The company is also looking at its international markets as another growth channel. During the quarter, sales in Europe, the Middle East and Africa were up 19%, led by the U.K. and Germany. In the Asia Pacific region, sales were up 10%, led by China.

“Our teams continue to localize our assortments and operations, and we’ve made strategic investments in marketing to drive brand awareness in these two key EMEA markets,” Horowitz said of the U.K. and Germany on a call with analysts. “We saw great digital engagement conversion from new marketing campaigns along with the benefit of new store experiences, particularly in Greater London.”

Horowitz said the company believes there’s “more runway ahead in both regions,” and the strong quarter is more proof that the “playbook is working.”

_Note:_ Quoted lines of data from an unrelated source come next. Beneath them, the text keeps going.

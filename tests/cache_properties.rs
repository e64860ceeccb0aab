//! Property-based checks for cache bounds and compile/render invariants

use doctemplate::cache::{CacheKey, CacheLimits, LruCache};
use doctemplate::{compile, render, render_str, Fingerprint, Value, Variables};
use proptest::prelude::*;

#[derive(Debug, Clone, PartialEq, Eq, Hash)]
struct Key {
    group: u8,
    n: u8,
}

impl CacheKey for Key {
    type Group = u8;

    fn group(&self) -> &u8 {
        &self.group
    }
}

#[derive(Debug, Clone)]
enum Op {
    Put(Key, usize),
    Get(Key),
    InvalidateGroup(u8),
}

fn key_strategy() -> impl Strategy<Value = Key> {
    (0u8..4, 0u8..16).prop_map(|(group, n)| Key { group, n })
}

fn op_strategy() -> impl Strategy<Value = Op> {
    prop_oneof![
        4 => (key_strategy(), 0usize..40).prop_map(|(key, len)| Op::Put(key, len)),
        2 => key_strategy().prop_map(Op::Get),
        1 => (0u8..4).prop_map(Op::InvalidateGroup),
    ]
}

fn identifier_strategy() -> impl Strategy<Value = String> {
    "[a-z][a-z0-9_]{0,8}".prop_filter("reserved word", |name| name != "else")
}

proptest! {
    /// Property: no operation sequence pushes a cache past either budget
    #[test]
    fn cache_never_exceeds_its_limits(
        max_entries in 0usize..8,
        max_bytes in 0usize..64,
        ops in prop::collection::vec(op_strategy(), 1..200),
    ) {
        let cache: LruCache<Key, String> =
            LruCache::new(CacheLimits::new(max_entries, max_bytes), String::len);

        for op in ops {
            match op {
                Op::Put(key, len) => {
                    let admitted = cache.put(key.clone(), "x".repeat(len));
                    if admitted {
                        // The entry just written is never its own eviction victim.
                        prop_assert_eq!(cache.peek(&key).map(|v| v.len()), Some(len));
                    } else {
                        prop_assert!(max_entries == 0 || len > max_bytes);
                    }
                }
                Op::Get(key) => {
                    let _ = cache.get(&key);
                }
                Op::InvalidateGroup(group) => {
                    cache.invalidate_group(&group);
                    for n in 0..16 {
                        let key = Key { group, n };
                        prop_assert!(!cache.contains(&key));
                    }
                }
            }

            let stats = cache.stats();
            prop_assert!(cache.len() <= max_entries);
            prop_assert!(cache.total_bytes() <= max_bytes);
            prop_assert_eq!(stats.entries, cache.len());
            prop_assert_eq!(stats.bytes, cache.total_bytes());
        }
    }

    /// Property: text without tags renders unchanged
    #[test]
    fn plain_text_renders_verbatim(text in "[^{]{0,64}") {
        let out = render_str(&text, &Variables::new()).unwrap();
        prop_assert_eq!(out, text);
    }

    /// Property: a bound string variable substitutes exactly
    #[test]
    fn substitution_inserts_the_bound_string(
        name in identifier_strategy(),
        value in "[^{]{0,20}",
        prefix in "[^{]{0,10}",
    ) {
        let source = format!("{prefix}{{{{{name}}}}}");
        let mut variables = Variables::new();
        variables.insert(name.clone(), Value::from(value.as_str()));

        let compiled = compile(&source).unwrap();
        prop_assert_eq!(compiled.variables().len(), 1);
        let out = render(&compiled, &variables, true).unwrap();
        prop_assert_eq!(out, format!("{prefix}{value}"));
    }

    /// Property: rendering depends only on the template and the variables
    #[test]
    fn render_is_deterministic(
        items in prop::collection::vec("[a-z]{1,6}", 0..6),
        flag in any::<bool>(),
    ) {
        let source = "{{#if flag}}on{{else}}off{{/if}}:{{#each items}}<{{.}}>{{/each}}";
        let mut variables = Variables::new();
        variables.insert("flag".into(), Value::from(flag));
        variables.insert("items".into(), Value::from(items.clone()));

        let first = render_str(source, &variables).unwrap();
        let second = render_str(source, &variables.clone()).unwrap();
        prop_assert_eq!(&first, &second);

        let expected_items: String = items.iter().map(|item| format!("<{item}>")).collect();
        let expected = format!("{}:{}", if flag { "on" } else { "off" }, expected_items);
        prop_assert_eq!(first, expected);
    }

    /// Property: equal variable sets fingerprint equally, different ones do not collide
    #[test]
    fn variable_fingerprints_track_equality(
        a in prop::collection::btree_map("[a-z]{1,4}", "[a-z0-9]{0,4}", 0..5),
        b in prop::collection::btree_map("[a-z]{1,4}", "[a-z0-9]{0,4}", 0..5),
    ) {
        let to_vars = |map: &std::collections::BTreeMap<String, String>| -> Variables {
            map.iter()
                .map(|(k, v)| (k.clone(), Value::from(v.as_str())))
                .collect()
        };
        let (va, vb) = (to_vars(&a), to_vars(&b));
        prop_assert_eq!(
            Fingerprint::of_variables(&va) == Fingerprint::of_variables(&vb),
            a == b
        );
    }
}
//! Executes a compiled template against a variable set

use std::fmt::Write;

use thiserror::Error;

use crate::compiler::{CompiledTemplate, Instruction, VarPath};
use crate::value::{Value, Variables};

#[derive(Debug, Error, Clone, PartialEq, Eq)]
pub enum RenderError {
    /// Strict mode only: a referenced variable has no binding
    #[error("missing variable '{variable}'")]
    MissingVariable { variable: String },
}

/// Render `compiled` with `variables`
///
/// Absent variables render as empty, are falsy in sections and iterate zero times,
/// unless `strict` is set, in which case they fail with
/// [`RenderError::MissingVariable`].
pub fn render(
    compiled: &CompiledTemplate,
    variables: &Variables,
    strict: bool,
) -> Result<String, RenderError> {
    let mut scope = Scope {
        root: variables,
        items: Vec::new(),
        strict,
    };
    let mut out = String::new();
    scope.run(compiled.instructions(), &mut out)?;
    Ok(out)
}

/// Lookup state: root bindings plus the stack of enclosing loop items
struct Scope<'a> {
    root: &'a Variables,
    items: Vec<&'a Value>,
    strict: bool,
}

impl<'a> Scope<'a> {
    fn run(&mut self, instructions: &'a [Instruction], out: &mut String) -> Result<(), RenderError> {
        for instruction in instructions {
            match instruction {
                Instruction::Literal(text) => out.push_str(text),
                Instruction::Substitute { path, .. } => {
                    if let Some(value) = self.lookup(path)? {
                        // Writing to a String never fails.
                        let _ = write!(out, "{}", value);
                    }
                }
                Instruction::Section {
                    predicate,
                    body,
                    otherwise,
                    ..
                } => {
                    let truthy = self.lookup(predicate)?.is_some_and(Value::is_truthy);
                    self.run(if truthy { body } else { otherwise }, out)?;
                }
                Instruction::Loop { iterable, body, .. } => {
                    if let Some(collection) = self.lookup(iterable)? {
                        for item in collection.iter_items() {
                            self.items.push(item);
                            let result = self.run(body, out);
                            self.items.pop();
                            result?;
                        }
                    }
                }
            }
        }
        Ok(())
    }

    fn lookup(&self, path: &VarPath) -> Result<Option<&'a Value>, RenderError> {
        let found = self.resolve(path);
        if found.is_none() && self.strict {
            return Err(RenderError::MissingVariable {
                variable: path.to_string(),
            });
        }
        Ok(found)
    }

    /// Innermost loop item first, then outer items, then the root bindings
    fn resolve(&self, path: &VarPath) -> Option<&'a Value> {
        let segments = match path {
            VarPath::Current => return self.items.last().copied(),
            VarPath::Named(segments) => segments,
        };
        let (head, rest) = segments.split_first()?;

        let start = self
            .items
            .iter()
            .rev()
            .find_map(|item| item.get(head))
            .or_else(|| self.root.get(head))?;

        rest.iter().try_fold(start, |value, segment| value.get(segment))
    }
}
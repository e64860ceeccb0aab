//! Lexer for template source using logos

use logos::Logos;

/// Byte range in source text
pub type Span = std::ops::Range<usize>;

#[derive(Logos, Debug, Clone, Copy, PartialEq, Eq)]
pub enum Token {
    /// A complete `{{ ... }}` tag
    #[regex(r"\{\{[^}]*\}\}")]
    Tag,

    /// A `{{` with no matching `}}`
    #[token("{{")]
    UnterminatedOpen,

    /// A single brace that does not start a tag
    #[token("{")]
    Brace,

    /// A run of literal text
    #[regex(r"[^{]+")]
    Text,
}

/// Lex template source into tokens with spans
///
/// Every byte of the input is covered by exactly one token, so joining the spans
/// in order reproduces the source.
pub fn lex(input: &str) -> impl Iterator<Item = (Token, Span)> + '_ {
    Token::lexer(input)
        .spanned()
        .map(|(tok, span)| (tok.unwrap_or(Token::Text), span))
}
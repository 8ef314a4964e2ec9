//! Request proxies: the only components that talk to a museum API.
//!
//! A proxy takes a backend-neutral [`SearchParams`] and returns the parsed
//! search response or a typed failure. The HTTP proxy is driven by the
//! [`ApiEndpoint`] description each backend publishes.

mod endpoint;
mod http;
mod scripted;

pub use endpoint::{ApiEndpoint, ParamNames};
pub use http::{HttpRequestProxy, HttpRequestProxyBuilder, USER_AGENT};
pub use scripted::ScriptedProxy;

use async_trait::async_trait;

use crate::models::{RawSearchResult, SearchParams};

/// Errors returned by a request proxy.
#[derive(Debug, Clone, PartialEq, Eq, thiserror::Error)]
pub enum ProxyError {
    #[error("HTTP request failed: {0}")]
    Http(String),
    #[error("HTTP {status} from {url}")]
    Status { status: u16, url: String },
    #[error("Failed to decode response: {0}")]
    Decode(String),
    #[error("Proxy configuration error: {0}")]
    Config(String),
}

impl ProxyError {
    /// Whether the server asked us to slow down.
    pub fn is_rate_limited(&self) -> bool {
        matches!(self, Self::Status { status: 429 | 503, .. })
    }
}

/// Performs search requests against a museum API on behalf of the core.
#[async_trait]
pub trait RequestProxy: Send + Sync {
    /// Identifier for logging.
    fn name(&self) -> &str;

    /// Run one search request.
    async fn search(&self, params: &SearchParams) -> Result<RawSearchResult, ProxyError>;
}
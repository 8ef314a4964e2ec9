//! Application settings.

use std::fs;
use std::path::PathBuf;

use crate::museum::AcquisitionStrategy;

use super::{SearchConfiguration, DEFAULT_DATABASE_FILENAME};

/// Resolved application settings.
#[derive(Debug, Clone)]
pub struct Settings {
    /// Museum backend identifier.
    pub museum: String,
    /// Base data directory.
    pub data_dir: PathBuf,
    /// Key-value database filename.
    pub database_filename: String,
    /// User agent for HTTP requests.
    pub user_agent: String,
    /// Request timeout in seconds.
    pub request_timeout: u64,
    /// Delay between requests in milliseconds.
    pub request_delay_ms: u64,
    /// Request attempts allowed per acquisition.
    pub max_attempts: u32,
    /// Number of history entries kept.
    pub history_max_items: usize,
    /// Page size for offset fetches.
    pub page_size: u32,
    pub strategy: AcquisitionStrategy,
    pub image_only: bool,
    /// Search terms from the config file; synced settings may override.
    pub search: SearchConfiguration,
    /// Keep all state in memory.
    pub ephemeral: bool,
}

impl Default for Settings {
    fn default() -> Self {
        // Falls back gracefully: data dir -> home dir -> current dir
        let data_dir = dirs::data_dir()
            .or_else(dirs::home_dir)
            .unwrap_or_else(|| PathBuf::from("."))
            .join("curio");

        Self {
            museum: crate::museum::DEFAULT_MUSEUM.to_string(),
            data_dir,
            database_filename: DEFAULT_DATABASE_FILENAME.to_string(),
            user_agent: crate::proxy::USER_AGENT.to_string(),
            request_timeout: 30,
            request_delay_ms: 500,
            max_attempts: 5,
            history_max_items: 10,
            page_size: 2,
            strategy: AcquisitionStrategy::default(),
            image_only: true,
            search: SearchConfiguration::default(),
            ephemeral: false,
        }
    }
}

impl Settings {
    /// Create settings with a custom data directory.
    pub fn with_data_dir(data_dir: PathBuf) -> Self {
        Self {
            data_dir,
            ..Default::default()
        }
    }

    /// Get the full path to the key-value database.
    pub fn database_path(&self) -> PathBuf {
        self.data_dir.join(&self.database_filename)
    }

    /// Ensure the data directory exists.
    pub fn ensure_directories(&self) -> std::io::Result<()> {
        fs::create_dir_all(&self.data_dir).map_err(|e| {
            std::io::Error::new(
                e.kind(),
                format!(
                    "Failed to create data directory '{}': {}",
                    self.data_dir.display(),
                    e
                ),
            )
        })
    }
}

Over the last six years, Abercrombie has been working to transform itself from an exclusionary retailer that used loud branding and shirtless models to drive sales into a company that’s focused on inclusivity and geared toward working millennials. 

Beyond changing its product assortment and overhauling its stores, another crucial aspect of Abercrombie’s success has been its marketing engine, and how it has relied on influencers and affiliates to communicate its rebrand and market its styles.

In an interview with CNBC, CEO Horowitz said Abercrombie’s affiliates and influencers continue to be a “very big part of our business” and its marketing strategy going forward. 

“That user-generated content that they create is something that really resonates with our consumer,” said Horowitz. 

“People count on and believe their friends and their peers more than they believe on what a company is telling you, and we’ve learned that through the ages,” she said.

Consumers surveyed in EY’s Future Consumer Index, which includes insights from more than 23,000 consumers in 30 countries, echoed that perspective. 

The survey found that the majority of respondents, 74%, find influencer product recommendations trustworthy, while 61% said they bought a product solely based on an influencer’s recommendation or promotion. 

Abercrombie’s transformation is years in the making, but began to bear fruit in 2023 when the retailer posted a 16% annual sales gain at the same time the U.S. apparel market shrunk. Its stock surged 285% in 2023 and is up another 73% so far this year as of Tuesday’s close, outpacing the S&P 500’s gains of 11%.